[Saved entries]
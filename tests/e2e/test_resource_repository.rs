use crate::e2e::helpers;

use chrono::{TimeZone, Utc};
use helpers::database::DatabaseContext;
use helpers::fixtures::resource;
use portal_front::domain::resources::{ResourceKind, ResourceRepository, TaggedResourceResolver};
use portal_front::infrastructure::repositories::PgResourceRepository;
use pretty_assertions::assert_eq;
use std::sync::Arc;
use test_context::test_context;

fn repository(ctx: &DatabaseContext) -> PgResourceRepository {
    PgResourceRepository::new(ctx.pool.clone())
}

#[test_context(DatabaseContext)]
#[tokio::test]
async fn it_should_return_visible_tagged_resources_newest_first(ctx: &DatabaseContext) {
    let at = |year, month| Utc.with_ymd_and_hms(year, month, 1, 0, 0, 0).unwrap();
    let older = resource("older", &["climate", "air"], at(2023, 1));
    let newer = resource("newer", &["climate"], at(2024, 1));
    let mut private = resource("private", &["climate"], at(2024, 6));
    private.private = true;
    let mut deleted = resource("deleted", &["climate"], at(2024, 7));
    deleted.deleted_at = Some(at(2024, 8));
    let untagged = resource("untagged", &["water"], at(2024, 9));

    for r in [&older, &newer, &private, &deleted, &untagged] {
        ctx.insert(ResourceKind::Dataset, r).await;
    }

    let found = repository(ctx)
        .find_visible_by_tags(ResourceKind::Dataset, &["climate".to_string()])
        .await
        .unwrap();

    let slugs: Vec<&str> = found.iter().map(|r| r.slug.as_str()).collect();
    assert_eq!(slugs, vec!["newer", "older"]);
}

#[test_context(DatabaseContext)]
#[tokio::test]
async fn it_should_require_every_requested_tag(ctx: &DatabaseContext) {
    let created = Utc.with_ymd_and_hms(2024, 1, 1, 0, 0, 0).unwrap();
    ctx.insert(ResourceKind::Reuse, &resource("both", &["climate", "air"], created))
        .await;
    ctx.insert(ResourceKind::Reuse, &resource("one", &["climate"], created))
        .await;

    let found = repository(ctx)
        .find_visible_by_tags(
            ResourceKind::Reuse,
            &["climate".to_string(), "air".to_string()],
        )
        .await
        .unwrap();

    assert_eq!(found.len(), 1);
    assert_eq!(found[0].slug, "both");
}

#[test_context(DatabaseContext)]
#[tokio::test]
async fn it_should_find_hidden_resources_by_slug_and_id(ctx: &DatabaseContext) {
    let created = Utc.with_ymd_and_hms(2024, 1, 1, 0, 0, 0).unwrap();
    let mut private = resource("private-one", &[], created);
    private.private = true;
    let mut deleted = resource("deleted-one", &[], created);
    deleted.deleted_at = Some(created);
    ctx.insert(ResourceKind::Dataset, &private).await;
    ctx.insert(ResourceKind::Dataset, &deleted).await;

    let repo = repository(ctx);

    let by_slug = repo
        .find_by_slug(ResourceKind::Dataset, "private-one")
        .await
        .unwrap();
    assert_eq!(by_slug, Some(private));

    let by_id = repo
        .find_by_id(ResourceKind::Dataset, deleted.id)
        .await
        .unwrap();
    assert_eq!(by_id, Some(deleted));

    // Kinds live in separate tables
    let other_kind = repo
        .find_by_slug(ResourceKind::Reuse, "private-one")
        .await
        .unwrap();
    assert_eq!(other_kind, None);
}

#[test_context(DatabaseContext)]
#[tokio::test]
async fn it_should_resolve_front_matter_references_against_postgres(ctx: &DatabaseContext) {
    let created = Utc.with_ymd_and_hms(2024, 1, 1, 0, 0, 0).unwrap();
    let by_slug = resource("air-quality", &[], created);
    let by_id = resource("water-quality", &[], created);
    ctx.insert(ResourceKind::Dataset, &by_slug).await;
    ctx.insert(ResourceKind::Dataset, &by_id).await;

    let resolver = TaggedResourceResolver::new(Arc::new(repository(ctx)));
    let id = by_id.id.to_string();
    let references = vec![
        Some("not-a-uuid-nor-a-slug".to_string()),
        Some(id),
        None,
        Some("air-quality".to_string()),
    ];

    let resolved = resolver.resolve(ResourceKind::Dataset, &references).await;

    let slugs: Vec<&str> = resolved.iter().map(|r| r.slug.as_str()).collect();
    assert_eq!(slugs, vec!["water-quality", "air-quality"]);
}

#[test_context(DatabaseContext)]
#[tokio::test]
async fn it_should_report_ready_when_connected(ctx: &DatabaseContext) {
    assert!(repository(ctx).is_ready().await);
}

==

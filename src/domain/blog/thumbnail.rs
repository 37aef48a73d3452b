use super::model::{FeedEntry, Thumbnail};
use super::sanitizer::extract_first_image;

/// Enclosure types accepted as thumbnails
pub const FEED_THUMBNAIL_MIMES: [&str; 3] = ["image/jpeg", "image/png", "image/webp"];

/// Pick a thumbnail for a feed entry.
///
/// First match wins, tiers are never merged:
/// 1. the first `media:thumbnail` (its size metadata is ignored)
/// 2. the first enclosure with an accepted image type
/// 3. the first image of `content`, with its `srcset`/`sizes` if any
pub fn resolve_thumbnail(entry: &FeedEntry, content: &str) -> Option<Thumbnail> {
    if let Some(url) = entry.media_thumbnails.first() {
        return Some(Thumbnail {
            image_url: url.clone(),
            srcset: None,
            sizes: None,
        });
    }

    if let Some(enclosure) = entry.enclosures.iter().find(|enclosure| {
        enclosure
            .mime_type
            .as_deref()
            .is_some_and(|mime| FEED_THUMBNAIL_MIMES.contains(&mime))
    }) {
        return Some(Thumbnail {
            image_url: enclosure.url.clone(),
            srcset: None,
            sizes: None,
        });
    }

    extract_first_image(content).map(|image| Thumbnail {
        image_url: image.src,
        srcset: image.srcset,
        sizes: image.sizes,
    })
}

...

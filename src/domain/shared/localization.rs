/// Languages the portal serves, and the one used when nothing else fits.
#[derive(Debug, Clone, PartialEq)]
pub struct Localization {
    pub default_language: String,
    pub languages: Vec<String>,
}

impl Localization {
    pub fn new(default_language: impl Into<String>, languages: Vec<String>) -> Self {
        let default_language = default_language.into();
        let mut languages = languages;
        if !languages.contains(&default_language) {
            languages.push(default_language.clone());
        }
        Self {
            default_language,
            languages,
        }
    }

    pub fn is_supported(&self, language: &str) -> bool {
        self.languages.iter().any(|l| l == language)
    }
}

## What you will do
Within the entries, find all lines holding "Reuse" and copy each one.

## Solution to the problem
    ctx.insert(ResourceKind::Reuse, &resource("both", &["climate", "air"], created))
    ctx.insert(ResourceKind::Reuse, &resource("one", &["climate"], created))
            ResourceKind::Reuse,
        .find_by_slug(ResourceKind::Reuse, "private-one")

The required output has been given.